■ **MATERIAL PROVIDED**:
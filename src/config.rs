//! Pipeline configuration.
//!
//! [`PipelineConfig`] has a usable [`Default`] and can also be read from a JSON file; any field
//! missing from the file keeps its default.
//!
//! ```json
//! {
//!   "default_source": "data/vendas.csv",
//!   "forecast_horizon_days": 14,
//!   "export": { "sheet_name": "Sales" }
//! }
//! ```

use std::path::{Path, PathBuf};

use serde::{Deserialize, Serialize};

use crate::error::{PipelineError, PipelineResult};

/// Source used when the caller does not supply one.
pub const DEFAULT_SOURCE_PATH: &str = "data/vendas.csv";

/// Default number of days extrapolated by the forecaster.
pub const DEFAULT_FORECAST_HORIZON_DAYS: u32 = 30;

/// Header aliases for each logical input column.
///
/// The first alias of each list is the canonical header, used on export.
#[derive(Debug, Clone, PartialEq, Eq, Hash, Serialize, Deserialize)]
#[serde(default)]
pub struct ColumnMapping {
    pub date: Vec<String>,
    pub product: Vec<String>,
    pub region: Vec<String>,
    pub quantity: Vec<String>,
    pub unit_price: Vec<String>,
    /// Header written for the derived line total. Never read on load.
    pub line_total: String,
}

impl Default for ColumnMapping {
    fn default() -> Self {
        fn aliases(names: &[&str]) -> Vec<String> {
            names.iter().map(|s| s.to_string()).collect()
        }
        Self {
            date: aliases(&["data", "date"]),
            product: aliases(&["produto", "product"]),
            region: aliases(&["regiao", "region"]),
            quantity: aliases(&["quantidade", "quantity"]),
            unit_price: aliases(&["preco_unitario", "unit_price"]),
            line_total: "total_venda".to_string(),
        }
    }
}

impl ColumnMapping {
    /// Headers in record field order, as written by the exporter.
    pub fn export_headers(&self) -> [&str; 6] {
        [
            canonical(&self.date, "date"),
            canonical(&self.product, "product"),
            canonical(&self.region, "region"),
            canonical(&self.quantity, "quantity"),
            canonical(&self.unit_price, "unit_price"),
            self.line_total.as_str(),
        ]
    }
}

fn canonical<'a>(aliases: &'a [String], fallback: &'a str) -> &'a str {
    aliases.first().map(String::as_str).unwrap_or(fallback)
}

/// Options for spreadsheet export.
#[derive(Debug, Clone, PartialEq, Eq, Serialize, Deserialize)]
#[serde(default)]
pub struct ExportOptions {
    /// Worksheet name.
    pub sheet_name: String,
    /// Excel number format applied to the date column.
    pub date_format: String,
}

impl Default for ExportOptions {
    fn default() -> Self {
        Self {
            sheet_name: "Vendas".to_string(),
            date_format: "yyyy-mm-dd".to_string(),
        }
    }
}

/// Top-level configuration shared by the loader, forecaster and exporter.
#[derive(Debug, Clone, PartialEq, Eq, Serialize, Deserialize)]
#[serde(default)]
pub struct PipelineConfig {
    /// Source loaded when none is supplied.
    pub default_source: PathBuf,
    pub columns: ColumnMapping,
    /// `chrono` format strings tried in order when parsing text dates.
    pub date_formats: Vec<String>,
    /// CSV field delimiter.
    pub delimiter: char,
    pub forecast_horizon_days: u32,
    pub export: ExportOptions,
}

impl Default for PipelineConfig {
    fn default() -> Self {
        Self {
            default_source: PathBuf::from(DEFAULT_SOURCE_PATH),
            columns: ColumnMapping::default(),
            date_formats: vec![
                "%Y-%m-%d".to_string(),
                "%Y/%m/%d".to_string(),
                "%d/%m/%Y".to_string(),
            ],
            delimiter: ',',
            forecast_horizon_days: DEFAULT_FORECAST_HORIZON_DAYS,
            export: ExportOptions::default(),
        }
    }
}

impl PipelineConfig {
    /// Read a JSON config file.
    pub fn from_path(path: impl AsRef<Path>) -> PipelineResult<Self> {
        let text = std::fs::read_to_string(path)?;
        Self::from_json_str(&text)
    }

    /// Parse a JSON config document.
    pub fn from_json_str(text: &str) -> PipelineResult<Self> {
        let cfg: Self = serde_json::from_str(text).map_err(|e| PipelineError::Config {
            message: e.to_string(),
        })?;
        cfg.validate()?;
        Ok(cfg)
    }

    /// Check invariants that serde cannot express.
    pub fn validate(&self) -> PipelineResult<()> {
        if !self.delimiter.is_ascii() {
            return Err(PipelineError::Config {
                message: format!("delimiter must be a single ASCII character, got {:?}", self.delimiter),
            });
        }
        if self.date_formats.is_empty() {
            return Err(PipelineError::Config {
                message: "date_formats must not be empty".to_string(),
            });
        }
        let cols = &self.columns;
        for (name, aliases) in [
            ("date", &cols.date),
            ("product", &cols.product),
            ("region", &cols.region),
            ("quantity", &cols.quantity),
            ("unit_price", &cols.unit_price),
        ] {
            if aliases.is_empty() {
                return Err(PipelineError::Config {
                    message: format!("column '{name}' needs at least one header alias"),
                });
            }
        }
        Ok(())
    }
}

#[cfg(test)]
mod tests {
    use super::*;
    use crate::error::ErrorKind;

    #[test]
    fn partial_json_keeps_defaults() {
        let cfg = PipelineConfig::from_json_str(
            r#"{ "forecast_horizon_days": 7, "export": { "sheet_name": "Sales" } }"#,
        )
        .unwrap();
        assert_eq!(cfg.forecast_horizon_days, 7);
        assert_eq!(cfg.export.sheet_name, "Sales");
        assert_eq!(cfg.export.date_format, "yyyy-mm-dd");
        assert_eq!(cfg.default_source, PathBuf::from(DEFAULT_SOURCE_PATH));
        assert_eq!(cfg.columns, ColumnMapping::default());
    }

    #[test]
    fn rejects_non_ascii_delimiter() {
        let err = PipelineConfig::from_json_str(r#"{ "delimiter": "§" }"#).unwrap_err();
        assert_eq!(err.kind(), ErrorKind::Config);
    }

    #[test]
    fn rejects_empty_alias_list() {
        let err = PipelineConfig::from_json_str(r#"{ "columns": { "region": [] } }"#).unwrap_err();
        assert!(err.to_string().contains("column 'region'"));
    }

    #[test]
    fn rejects_invalid_json() {
        let err = PipelineConfig::from_json_str("{ not json").unwrap_err();
        assert_eq!(err.kind(), ErrorKind::Config);
    }

    #[test]
    fn export_headers_follow_record_field_order() {
        let mapping = ColumnMapping::default();
        let headers = mapping.export_headers();
        assert_eq!(
            headers,
            ["data", "produto", "regiao", "quantidade", "preco_unitario", "total_venda"]
        );
    }
}
//! Record loading entrypoints and implementations.
//!
//! Most callers should use [`load`] (from [`unified`]) which:
//!
//! - auto-detects format by file extension (or you can override via [`LoadOptions`])
//! - parses rows into typed [`crate::types::SalesRecord`]s
//! - optionally reports success/failure/alerts to a [`LoadObserver`]
//!
//! Format-specific functions are also available under [`csv`] and (feature `excel`) `excel`.
//! [`DatasetCache`] memoizes loads by content hash.

pub mod cache;
pub mod csv;
#[cfg(feature = "excel")]
pub mod excel;
mod fields;
pub mod observability;
pub mod unified;

pub use cache::{CacheKey, CacheStats, DatasetCache};
pub use observability::{cli_observer, CompositeObserver, FileObserver, LoadContext, LoadObserver, LoadSeverity, LoadStats, LogObserver};
pub use unified::{load, load_or_default, LoadOptions, SalesSource, SheetSelection, SourceFormat};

■ **WORK ITEM**:
Go through the entries and return each line where the word "names" occurs.

■ **OUTPUT FOR THIS TASK**:
        fn aliases(names: &[&str]) -> Vec<String> {
            names.iter().map(|s| s.to_string()).collect()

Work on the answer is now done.